(Records from a collection)

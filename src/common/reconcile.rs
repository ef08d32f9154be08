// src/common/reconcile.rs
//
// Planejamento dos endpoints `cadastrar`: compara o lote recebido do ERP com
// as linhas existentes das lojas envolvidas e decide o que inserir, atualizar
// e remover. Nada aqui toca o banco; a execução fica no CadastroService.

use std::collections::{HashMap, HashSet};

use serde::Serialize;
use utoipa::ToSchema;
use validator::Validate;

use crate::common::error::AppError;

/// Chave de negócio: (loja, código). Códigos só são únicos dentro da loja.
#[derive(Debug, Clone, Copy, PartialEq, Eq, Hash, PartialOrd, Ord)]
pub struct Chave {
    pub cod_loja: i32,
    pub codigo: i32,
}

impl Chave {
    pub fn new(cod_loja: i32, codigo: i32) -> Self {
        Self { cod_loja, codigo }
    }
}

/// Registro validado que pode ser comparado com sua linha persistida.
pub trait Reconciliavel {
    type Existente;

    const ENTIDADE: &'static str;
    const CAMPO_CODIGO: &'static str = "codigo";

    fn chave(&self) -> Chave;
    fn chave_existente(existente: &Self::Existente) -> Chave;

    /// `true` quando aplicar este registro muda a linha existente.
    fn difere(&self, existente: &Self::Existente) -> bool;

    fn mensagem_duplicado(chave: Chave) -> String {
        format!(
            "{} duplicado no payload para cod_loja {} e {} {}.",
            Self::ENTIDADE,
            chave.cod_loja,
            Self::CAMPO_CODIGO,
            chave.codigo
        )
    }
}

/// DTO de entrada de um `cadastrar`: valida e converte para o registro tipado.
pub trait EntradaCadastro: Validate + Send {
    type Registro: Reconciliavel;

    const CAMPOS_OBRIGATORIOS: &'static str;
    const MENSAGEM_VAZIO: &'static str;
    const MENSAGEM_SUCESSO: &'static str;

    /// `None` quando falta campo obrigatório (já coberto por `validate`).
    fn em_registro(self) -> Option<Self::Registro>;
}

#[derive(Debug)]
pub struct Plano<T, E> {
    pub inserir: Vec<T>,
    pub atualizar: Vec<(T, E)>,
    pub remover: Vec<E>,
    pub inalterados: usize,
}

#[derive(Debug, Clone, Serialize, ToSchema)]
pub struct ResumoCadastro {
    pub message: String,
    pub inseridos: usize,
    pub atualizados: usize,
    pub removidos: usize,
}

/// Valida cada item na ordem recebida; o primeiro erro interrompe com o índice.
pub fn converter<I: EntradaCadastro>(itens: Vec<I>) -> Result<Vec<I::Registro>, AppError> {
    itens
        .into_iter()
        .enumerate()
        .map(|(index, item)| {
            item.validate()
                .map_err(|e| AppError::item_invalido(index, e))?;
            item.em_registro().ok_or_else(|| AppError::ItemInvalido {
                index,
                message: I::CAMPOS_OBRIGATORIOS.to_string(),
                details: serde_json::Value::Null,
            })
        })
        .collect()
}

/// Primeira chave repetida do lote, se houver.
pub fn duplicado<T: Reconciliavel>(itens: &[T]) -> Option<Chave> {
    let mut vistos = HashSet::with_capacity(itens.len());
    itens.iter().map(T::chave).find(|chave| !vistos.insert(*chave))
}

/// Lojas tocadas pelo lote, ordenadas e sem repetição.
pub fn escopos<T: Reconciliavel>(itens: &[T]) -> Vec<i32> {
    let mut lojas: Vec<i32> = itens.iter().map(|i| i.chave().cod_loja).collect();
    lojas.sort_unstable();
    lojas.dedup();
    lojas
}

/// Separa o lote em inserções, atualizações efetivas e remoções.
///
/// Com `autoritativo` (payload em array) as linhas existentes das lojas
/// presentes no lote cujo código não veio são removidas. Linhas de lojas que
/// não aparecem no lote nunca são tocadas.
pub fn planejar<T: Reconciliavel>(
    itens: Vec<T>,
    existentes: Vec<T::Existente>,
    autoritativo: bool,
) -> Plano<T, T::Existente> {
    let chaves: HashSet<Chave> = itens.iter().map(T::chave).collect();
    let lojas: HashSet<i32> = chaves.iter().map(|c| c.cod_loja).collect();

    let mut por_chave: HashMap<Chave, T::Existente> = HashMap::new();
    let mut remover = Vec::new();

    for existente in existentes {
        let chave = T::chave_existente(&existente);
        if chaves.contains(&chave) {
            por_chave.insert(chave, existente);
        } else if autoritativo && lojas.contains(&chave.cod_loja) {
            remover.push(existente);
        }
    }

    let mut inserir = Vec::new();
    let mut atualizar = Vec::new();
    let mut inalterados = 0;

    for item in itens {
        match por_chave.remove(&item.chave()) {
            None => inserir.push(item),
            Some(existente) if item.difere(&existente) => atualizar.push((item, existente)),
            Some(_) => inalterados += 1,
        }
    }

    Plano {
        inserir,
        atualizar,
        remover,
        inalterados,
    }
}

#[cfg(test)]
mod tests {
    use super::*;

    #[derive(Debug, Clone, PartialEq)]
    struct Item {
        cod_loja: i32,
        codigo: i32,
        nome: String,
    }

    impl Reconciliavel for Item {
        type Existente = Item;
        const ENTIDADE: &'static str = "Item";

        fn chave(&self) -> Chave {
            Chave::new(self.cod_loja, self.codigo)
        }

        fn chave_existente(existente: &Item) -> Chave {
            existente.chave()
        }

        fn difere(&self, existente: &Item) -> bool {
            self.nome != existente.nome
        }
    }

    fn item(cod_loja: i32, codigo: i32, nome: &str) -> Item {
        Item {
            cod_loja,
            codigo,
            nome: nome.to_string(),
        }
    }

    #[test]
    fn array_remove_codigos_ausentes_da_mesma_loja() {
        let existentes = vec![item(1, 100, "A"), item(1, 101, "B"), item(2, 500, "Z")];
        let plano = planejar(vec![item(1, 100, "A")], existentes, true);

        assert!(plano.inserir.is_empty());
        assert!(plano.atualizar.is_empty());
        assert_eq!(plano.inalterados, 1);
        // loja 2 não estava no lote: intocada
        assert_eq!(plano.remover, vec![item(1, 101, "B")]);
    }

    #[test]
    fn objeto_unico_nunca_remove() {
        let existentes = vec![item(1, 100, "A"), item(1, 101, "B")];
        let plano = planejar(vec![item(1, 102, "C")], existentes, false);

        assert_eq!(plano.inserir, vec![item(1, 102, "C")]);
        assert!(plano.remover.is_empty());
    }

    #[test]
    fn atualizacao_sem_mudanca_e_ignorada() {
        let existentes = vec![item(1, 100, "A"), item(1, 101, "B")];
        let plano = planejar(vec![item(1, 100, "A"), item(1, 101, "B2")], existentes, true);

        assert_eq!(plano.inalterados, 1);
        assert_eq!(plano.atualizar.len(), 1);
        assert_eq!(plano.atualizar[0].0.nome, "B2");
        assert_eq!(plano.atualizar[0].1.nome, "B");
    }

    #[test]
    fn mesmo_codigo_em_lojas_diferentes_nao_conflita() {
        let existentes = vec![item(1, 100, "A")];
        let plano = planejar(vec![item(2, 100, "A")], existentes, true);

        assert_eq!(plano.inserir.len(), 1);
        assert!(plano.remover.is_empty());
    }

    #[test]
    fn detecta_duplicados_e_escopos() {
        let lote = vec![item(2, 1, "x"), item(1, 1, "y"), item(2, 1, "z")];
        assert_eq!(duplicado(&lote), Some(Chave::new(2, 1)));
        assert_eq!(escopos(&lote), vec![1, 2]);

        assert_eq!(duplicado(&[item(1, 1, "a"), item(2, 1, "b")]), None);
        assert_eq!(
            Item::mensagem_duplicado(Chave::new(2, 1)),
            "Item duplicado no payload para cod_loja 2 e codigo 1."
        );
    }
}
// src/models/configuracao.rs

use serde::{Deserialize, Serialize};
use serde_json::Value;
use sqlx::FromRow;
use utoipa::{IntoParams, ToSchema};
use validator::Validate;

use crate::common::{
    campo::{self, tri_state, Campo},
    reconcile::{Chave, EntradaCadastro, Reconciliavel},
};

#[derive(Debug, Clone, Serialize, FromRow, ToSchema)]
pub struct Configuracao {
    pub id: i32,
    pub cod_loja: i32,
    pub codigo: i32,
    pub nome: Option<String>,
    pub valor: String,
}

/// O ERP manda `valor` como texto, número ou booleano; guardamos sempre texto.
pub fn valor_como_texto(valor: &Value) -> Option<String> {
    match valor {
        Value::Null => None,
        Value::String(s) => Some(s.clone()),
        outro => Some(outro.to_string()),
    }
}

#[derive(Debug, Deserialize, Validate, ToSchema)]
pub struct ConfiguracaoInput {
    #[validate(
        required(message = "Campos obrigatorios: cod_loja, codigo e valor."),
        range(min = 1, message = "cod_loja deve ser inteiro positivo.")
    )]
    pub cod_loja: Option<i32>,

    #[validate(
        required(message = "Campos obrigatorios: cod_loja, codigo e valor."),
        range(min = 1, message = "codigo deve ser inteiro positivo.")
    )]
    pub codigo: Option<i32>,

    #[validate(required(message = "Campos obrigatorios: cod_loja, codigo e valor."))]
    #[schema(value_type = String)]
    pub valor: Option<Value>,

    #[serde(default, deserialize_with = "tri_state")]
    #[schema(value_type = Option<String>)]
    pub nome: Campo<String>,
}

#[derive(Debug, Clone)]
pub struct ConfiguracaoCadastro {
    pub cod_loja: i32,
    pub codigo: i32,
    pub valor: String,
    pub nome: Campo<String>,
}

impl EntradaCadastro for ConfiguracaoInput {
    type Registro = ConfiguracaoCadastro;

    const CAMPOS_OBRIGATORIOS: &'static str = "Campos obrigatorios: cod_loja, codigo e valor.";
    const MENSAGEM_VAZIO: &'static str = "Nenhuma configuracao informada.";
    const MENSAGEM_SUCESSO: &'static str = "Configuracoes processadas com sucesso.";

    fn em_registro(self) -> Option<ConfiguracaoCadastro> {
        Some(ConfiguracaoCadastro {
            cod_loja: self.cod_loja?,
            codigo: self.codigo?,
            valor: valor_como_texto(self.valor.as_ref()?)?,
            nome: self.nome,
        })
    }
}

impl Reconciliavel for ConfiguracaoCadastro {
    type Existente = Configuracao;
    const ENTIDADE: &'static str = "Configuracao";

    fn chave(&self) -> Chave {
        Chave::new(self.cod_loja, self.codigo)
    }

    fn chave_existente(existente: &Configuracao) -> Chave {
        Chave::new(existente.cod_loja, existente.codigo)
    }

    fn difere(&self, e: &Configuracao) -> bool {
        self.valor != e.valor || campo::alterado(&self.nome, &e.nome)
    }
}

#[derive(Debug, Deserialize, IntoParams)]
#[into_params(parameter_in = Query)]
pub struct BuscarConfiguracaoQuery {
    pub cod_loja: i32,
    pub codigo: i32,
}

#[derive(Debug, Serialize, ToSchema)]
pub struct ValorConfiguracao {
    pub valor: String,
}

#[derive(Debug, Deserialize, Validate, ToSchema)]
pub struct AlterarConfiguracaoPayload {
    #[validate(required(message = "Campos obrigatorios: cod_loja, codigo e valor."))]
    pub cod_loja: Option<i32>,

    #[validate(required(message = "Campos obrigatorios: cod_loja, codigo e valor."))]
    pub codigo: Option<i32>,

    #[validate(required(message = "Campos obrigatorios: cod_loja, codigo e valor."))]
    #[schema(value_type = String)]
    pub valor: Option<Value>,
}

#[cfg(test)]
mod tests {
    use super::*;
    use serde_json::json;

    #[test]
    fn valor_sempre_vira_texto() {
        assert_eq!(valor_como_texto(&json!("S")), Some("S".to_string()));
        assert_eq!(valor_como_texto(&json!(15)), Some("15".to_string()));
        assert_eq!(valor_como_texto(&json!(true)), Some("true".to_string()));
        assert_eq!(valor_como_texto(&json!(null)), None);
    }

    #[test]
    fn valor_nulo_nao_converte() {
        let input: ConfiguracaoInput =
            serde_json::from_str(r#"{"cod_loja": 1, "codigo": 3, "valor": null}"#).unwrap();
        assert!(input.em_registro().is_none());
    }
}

— Assignment —
The answer should be nothing but the number of lines above that contain "Debug".

— Task response —
10